◆ **Required work**
The answer should be one number: the count of lines in the listing below with "Null" in them.
====== Data to examine
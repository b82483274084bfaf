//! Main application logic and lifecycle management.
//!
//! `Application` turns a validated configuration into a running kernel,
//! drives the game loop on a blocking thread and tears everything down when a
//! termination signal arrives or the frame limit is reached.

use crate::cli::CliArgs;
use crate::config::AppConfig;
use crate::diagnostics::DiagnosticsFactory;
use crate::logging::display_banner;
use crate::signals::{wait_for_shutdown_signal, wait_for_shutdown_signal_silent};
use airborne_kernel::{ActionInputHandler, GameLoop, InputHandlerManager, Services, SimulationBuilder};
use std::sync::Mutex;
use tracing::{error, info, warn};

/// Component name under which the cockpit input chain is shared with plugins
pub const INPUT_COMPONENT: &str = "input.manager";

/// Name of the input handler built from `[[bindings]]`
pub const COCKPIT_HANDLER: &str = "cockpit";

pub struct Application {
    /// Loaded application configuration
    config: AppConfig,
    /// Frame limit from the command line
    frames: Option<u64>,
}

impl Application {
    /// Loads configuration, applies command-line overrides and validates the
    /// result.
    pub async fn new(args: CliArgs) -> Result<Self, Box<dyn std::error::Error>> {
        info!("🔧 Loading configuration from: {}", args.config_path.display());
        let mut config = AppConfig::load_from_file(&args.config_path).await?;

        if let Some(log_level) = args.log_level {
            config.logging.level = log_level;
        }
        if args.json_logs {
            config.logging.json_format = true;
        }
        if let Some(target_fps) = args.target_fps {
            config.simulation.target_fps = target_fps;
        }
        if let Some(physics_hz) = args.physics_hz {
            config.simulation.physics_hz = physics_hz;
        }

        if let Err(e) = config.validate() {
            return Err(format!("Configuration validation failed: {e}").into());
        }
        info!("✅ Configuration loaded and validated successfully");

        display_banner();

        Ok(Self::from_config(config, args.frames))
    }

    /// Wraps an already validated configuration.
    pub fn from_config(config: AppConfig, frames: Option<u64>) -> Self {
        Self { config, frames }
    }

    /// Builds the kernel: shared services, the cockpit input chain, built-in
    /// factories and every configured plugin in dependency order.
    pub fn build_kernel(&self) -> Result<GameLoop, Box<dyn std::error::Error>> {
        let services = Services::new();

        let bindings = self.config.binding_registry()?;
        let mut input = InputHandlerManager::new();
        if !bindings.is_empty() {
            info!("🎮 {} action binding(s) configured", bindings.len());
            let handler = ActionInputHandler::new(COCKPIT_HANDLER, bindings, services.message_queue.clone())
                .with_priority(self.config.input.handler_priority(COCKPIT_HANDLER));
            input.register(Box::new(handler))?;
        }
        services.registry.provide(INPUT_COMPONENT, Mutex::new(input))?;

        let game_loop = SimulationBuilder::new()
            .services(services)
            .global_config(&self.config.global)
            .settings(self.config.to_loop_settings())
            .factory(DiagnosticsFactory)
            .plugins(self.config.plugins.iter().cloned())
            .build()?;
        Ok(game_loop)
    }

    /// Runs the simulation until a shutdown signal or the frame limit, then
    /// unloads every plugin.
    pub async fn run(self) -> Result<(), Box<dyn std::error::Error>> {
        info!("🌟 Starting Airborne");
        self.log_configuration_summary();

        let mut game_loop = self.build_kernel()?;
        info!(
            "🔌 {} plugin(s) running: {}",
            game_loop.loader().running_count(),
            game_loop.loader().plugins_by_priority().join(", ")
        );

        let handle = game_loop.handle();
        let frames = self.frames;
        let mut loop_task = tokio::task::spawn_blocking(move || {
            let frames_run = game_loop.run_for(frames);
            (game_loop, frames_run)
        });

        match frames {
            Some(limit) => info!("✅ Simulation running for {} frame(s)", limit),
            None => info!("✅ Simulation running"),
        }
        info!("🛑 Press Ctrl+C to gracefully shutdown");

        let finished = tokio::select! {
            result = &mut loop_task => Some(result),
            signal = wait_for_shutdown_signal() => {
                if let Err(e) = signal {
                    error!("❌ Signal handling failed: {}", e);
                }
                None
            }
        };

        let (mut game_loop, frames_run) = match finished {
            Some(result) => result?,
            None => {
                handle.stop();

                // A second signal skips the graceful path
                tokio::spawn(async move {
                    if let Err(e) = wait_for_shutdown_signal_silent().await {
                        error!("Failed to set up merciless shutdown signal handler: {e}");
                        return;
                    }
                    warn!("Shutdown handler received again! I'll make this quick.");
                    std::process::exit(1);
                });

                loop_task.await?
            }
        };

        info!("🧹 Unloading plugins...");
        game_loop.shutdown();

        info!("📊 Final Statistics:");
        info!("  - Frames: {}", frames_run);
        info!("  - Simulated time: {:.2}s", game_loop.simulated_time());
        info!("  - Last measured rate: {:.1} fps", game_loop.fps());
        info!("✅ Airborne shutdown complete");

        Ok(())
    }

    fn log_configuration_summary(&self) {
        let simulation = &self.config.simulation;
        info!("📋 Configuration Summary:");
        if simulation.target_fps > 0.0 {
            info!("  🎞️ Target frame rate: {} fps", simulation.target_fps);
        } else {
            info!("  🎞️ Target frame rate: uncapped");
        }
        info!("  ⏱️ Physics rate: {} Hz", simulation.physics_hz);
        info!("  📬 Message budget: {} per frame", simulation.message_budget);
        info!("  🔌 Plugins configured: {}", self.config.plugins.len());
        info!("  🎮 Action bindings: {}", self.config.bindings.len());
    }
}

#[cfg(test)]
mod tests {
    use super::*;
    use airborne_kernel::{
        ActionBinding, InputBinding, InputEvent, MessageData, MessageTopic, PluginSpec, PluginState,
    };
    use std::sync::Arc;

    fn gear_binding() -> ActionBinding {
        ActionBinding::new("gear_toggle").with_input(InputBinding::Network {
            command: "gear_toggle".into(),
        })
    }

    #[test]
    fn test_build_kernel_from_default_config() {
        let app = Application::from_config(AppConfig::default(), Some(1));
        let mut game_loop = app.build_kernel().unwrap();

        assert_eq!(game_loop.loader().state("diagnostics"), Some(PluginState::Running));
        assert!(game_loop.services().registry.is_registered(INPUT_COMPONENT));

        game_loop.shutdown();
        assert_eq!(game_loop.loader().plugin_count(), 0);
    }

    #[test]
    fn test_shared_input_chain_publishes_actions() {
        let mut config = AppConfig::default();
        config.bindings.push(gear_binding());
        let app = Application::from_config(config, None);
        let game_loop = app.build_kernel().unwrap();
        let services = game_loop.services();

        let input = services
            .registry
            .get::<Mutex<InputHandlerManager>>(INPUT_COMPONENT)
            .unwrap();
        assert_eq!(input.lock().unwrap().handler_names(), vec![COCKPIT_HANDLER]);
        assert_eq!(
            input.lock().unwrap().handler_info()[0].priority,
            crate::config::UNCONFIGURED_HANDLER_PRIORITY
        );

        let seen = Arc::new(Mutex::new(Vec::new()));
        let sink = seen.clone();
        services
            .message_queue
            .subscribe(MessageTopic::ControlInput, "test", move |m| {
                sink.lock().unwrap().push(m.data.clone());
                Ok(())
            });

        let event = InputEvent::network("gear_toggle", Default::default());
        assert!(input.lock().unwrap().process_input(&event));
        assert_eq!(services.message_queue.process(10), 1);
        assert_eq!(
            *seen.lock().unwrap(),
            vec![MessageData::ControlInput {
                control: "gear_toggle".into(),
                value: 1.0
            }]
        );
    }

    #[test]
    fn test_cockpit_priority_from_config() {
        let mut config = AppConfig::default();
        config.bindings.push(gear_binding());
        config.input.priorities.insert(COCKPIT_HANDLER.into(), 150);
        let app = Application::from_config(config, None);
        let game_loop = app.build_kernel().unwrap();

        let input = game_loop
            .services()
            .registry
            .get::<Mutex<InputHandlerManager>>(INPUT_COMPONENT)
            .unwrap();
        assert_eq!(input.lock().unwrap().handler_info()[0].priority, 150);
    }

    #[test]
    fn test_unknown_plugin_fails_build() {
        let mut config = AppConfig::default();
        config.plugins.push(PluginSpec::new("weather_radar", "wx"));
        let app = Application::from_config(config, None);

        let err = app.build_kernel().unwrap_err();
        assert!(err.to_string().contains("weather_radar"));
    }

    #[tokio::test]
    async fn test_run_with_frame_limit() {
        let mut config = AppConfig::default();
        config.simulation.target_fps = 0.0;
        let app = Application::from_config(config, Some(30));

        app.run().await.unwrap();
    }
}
============
====== Data to examine
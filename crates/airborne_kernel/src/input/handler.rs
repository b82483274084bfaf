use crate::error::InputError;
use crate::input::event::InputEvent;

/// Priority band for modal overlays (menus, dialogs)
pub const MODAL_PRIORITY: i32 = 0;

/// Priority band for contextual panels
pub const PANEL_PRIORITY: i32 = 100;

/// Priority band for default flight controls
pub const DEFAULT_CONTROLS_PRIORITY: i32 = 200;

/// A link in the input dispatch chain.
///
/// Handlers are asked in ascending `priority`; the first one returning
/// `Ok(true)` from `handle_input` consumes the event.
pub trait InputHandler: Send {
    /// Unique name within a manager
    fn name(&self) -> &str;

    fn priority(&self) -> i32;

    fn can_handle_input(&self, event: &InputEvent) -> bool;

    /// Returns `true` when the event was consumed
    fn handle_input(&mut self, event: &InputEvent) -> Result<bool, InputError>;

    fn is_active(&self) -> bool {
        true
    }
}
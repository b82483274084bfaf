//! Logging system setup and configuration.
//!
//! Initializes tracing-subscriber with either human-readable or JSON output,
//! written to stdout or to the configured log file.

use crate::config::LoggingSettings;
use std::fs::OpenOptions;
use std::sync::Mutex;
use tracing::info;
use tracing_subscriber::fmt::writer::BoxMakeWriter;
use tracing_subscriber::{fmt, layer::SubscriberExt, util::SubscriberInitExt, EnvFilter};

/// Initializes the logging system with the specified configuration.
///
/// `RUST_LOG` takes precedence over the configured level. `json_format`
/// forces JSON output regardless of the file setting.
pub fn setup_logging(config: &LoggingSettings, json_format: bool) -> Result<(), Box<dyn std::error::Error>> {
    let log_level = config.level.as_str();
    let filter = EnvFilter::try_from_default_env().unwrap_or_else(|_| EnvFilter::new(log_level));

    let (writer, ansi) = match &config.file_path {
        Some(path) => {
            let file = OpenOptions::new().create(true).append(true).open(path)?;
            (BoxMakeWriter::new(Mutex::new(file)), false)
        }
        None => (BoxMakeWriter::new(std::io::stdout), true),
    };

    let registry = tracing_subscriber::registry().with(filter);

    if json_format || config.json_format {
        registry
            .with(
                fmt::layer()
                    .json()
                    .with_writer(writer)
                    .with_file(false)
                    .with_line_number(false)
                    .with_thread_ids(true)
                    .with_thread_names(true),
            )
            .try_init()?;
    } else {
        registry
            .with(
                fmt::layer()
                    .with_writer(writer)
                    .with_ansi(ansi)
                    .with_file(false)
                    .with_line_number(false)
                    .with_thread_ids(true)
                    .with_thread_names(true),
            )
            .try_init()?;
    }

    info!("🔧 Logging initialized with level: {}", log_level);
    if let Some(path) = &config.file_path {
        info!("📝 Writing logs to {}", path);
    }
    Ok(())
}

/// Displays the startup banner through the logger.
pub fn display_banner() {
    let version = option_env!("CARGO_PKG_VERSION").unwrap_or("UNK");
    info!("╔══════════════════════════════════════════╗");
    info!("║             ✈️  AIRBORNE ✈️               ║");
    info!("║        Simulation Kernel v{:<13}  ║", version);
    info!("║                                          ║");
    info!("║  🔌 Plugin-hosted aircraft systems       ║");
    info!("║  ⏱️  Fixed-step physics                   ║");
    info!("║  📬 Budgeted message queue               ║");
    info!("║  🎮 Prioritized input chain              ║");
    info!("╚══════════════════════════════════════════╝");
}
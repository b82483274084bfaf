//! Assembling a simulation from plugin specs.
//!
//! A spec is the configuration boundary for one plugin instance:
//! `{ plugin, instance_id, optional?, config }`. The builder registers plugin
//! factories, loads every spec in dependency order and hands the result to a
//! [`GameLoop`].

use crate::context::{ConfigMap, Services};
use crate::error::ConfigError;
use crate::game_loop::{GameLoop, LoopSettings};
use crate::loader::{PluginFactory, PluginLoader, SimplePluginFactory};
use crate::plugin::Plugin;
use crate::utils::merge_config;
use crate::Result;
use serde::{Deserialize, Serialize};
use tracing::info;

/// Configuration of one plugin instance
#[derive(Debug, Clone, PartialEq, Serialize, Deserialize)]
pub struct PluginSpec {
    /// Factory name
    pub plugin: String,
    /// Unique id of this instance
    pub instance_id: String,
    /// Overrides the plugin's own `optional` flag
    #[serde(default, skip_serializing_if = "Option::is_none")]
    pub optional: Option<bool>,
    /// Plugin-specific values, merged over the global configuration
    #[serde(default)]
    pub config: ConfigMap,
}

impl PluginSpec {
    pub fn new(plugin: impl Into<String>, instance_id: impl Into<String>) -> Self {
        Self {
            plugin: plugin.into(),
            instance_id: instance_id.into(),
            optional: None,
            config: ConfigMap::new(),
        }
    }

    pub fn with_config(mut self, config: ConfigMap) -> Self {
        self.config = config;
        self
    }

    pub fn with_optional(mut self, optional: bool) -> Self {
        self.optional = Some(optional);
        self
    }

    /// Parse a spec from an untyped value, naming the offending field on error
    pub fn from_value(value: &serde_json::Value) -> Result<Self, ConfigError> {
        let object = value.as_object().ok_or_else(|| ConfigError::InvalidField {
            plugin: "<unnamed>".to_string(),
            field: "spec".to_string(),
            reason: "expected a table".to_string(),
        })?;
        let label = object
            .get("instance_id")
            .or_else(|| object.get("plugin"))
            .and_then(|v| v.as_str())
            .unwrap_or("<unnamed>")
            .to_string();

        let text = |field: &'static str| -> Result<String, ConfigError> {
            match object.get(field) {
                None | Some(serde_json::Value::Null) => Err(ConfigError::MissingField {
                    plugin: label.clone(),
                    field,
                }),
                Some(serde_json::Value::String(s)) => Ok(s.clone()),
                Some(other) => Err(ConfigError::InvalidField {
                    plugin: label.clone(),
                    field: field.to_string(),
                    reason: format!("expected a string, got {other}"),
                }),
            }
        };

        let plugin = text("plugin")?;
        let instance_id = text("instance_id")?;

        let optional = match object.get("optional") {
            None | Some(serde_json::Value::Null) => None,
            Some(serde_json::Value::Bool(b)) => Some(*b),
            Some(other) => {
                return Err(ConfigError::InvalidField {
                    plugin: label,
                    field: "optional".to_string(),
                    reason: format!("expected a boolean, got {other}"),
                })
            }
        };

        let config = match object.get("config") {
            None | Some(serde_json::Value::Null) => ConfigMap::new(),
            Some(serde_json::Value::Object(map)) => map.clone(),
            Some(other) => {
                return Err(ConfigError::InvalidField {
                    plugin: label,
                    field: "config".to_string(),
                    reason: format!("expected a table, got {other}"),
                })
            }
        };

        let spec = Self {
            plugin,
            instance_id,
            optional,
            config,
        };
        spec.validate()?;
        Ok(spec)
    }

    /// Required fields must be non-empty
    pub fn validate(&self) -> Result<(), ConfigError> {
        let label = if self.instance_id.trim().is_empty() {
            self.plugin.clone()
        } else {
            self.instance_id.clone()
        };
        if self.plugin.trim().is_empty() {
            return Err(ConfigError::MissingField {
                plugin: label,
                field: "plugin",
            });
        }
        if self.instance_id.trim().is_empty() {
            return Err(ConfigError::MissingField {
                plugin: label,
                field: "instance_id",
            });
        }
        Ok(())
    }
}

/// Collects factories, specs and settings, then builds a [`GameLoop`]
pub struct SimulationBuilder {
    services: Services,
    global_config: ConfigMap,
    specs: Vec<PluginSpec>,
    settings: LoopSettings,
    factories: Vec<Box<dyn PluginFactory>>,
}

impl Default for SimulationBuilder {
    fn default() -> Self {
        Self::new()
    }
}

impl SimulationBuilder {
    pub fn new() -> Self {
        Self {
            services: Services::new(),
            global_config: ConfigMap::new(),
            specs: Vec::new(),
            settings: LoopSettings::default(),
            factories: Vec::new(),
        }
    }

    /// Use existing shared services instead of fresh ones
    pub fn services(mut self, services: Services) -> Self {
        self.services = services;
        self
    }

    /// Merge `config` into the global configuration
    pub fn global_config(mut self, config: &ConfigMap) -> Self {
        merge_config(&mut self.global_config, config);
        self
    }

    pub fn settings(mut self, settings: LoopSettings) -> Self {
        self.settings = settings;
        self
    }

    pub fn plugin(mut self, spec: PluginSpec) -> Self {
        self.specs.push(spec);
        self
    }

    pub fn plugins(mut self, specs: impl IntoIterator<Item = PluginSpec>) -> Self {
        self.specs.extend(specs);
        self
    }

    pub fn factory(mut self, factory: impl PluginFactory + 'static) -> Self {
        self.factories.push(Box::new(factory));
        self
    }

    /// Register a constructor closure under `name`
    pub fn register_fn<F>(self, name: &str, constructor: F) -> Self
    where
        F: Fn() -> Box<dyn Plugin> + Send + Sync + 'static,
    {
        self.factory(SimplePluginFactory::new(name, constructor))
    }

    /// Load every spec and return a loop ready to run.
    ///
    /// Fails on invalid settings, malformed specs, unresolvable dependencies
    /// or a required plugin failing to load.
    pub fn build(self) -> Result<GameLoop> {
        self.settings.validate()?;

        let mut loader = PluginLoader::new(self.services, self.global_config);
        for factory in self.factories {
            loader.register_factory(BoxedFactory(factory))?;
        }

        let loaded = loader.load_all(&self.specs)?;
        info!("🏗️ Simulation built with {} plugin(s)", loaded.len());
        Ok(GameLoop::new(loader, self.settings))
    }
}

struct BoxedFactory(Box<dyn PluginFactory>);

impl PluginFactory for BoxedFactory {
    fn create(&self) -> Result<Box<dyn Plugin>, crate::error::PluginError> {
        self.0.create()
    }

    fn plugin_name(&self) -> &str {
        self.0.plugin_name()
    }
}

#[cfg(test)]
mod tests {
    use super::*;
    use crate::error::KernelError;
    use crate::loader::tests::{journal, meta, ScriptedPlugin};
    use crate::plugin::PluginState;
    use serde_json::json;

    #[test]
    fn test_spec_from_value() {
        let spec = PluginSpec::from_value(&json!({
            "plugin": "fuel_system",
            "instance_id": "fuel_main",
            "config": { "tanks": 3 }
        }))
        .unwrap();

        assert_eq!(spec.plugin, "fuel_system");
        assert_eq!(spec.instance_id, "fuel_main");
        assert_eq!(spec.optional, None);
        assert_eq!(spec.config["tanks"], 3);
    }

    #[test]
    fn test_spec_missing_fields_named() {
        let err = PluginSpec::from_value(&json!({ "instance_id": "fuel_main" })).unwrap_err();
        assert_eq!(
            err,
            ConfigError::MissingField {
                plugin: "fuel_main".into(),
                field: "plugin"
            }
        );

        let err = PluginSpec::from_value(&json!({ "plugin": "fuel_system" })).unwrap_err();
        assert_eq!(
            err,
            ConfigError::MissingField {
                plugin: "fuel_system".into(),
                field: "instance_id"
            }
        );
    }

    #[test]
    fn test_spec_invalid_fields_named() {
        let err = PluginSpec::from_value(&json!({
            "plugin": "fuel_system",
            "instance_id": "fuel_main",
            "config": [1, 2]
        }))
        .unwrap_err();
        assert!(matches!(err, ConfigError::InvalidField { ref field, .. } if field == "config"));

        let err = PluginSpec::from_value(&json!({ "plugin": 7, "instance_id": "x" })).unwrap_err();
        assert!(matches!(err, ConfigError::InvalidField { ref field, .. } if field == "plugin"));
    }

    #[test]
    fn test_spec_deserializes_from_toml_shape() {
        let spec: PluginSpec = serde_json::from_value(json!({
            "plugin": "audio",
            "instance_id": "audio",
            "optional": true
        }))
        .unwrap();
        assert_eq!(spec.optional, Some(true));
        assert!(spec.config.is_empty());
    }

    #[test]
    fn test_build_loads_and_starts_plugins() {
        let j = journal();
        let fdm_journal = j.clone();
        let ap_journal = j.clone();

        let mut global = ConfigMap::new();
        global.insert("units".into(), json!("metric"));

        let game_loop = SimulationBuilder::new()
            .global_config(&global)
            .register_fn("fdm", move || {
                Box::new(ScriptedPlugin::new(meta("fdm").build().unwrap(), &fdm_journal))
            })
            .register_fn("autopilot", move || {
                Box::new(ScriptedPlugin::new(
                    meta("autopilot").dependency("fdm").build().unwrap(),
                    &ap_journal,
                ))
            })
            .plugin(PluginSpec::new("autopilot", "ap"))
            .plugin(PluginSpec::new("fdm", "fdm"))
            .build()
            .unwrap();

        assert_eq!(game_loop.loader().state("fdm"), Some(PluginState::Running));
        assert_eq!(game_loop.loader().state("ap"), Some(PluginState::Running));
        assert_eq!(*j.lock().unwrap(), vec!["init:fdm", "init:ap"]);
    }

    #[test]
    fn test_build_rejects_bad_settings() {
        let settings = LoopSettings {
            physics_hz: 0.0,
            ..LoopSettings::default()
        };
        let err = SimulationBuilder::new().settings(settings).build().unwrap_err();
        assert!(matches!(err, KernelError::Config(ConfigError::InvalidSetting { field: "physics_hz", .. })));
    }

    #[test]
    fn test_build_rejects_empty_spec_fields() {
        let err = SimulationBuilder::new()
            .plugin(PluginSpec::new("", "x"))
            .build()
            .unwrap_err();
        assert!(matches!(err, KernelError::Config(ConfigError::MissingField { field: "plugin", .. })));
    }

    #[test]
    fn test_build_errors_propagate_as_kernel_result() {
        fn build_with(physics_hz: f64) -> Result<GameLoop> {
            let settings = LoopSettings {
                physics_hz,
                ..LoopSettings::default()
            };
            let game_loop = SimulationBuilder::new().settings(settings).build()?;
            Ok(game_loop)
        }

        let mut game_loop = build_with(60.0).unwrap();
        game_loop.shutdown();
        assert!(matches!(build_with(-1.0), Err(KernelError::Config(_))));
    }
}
============
◆ **Exercise answer**
3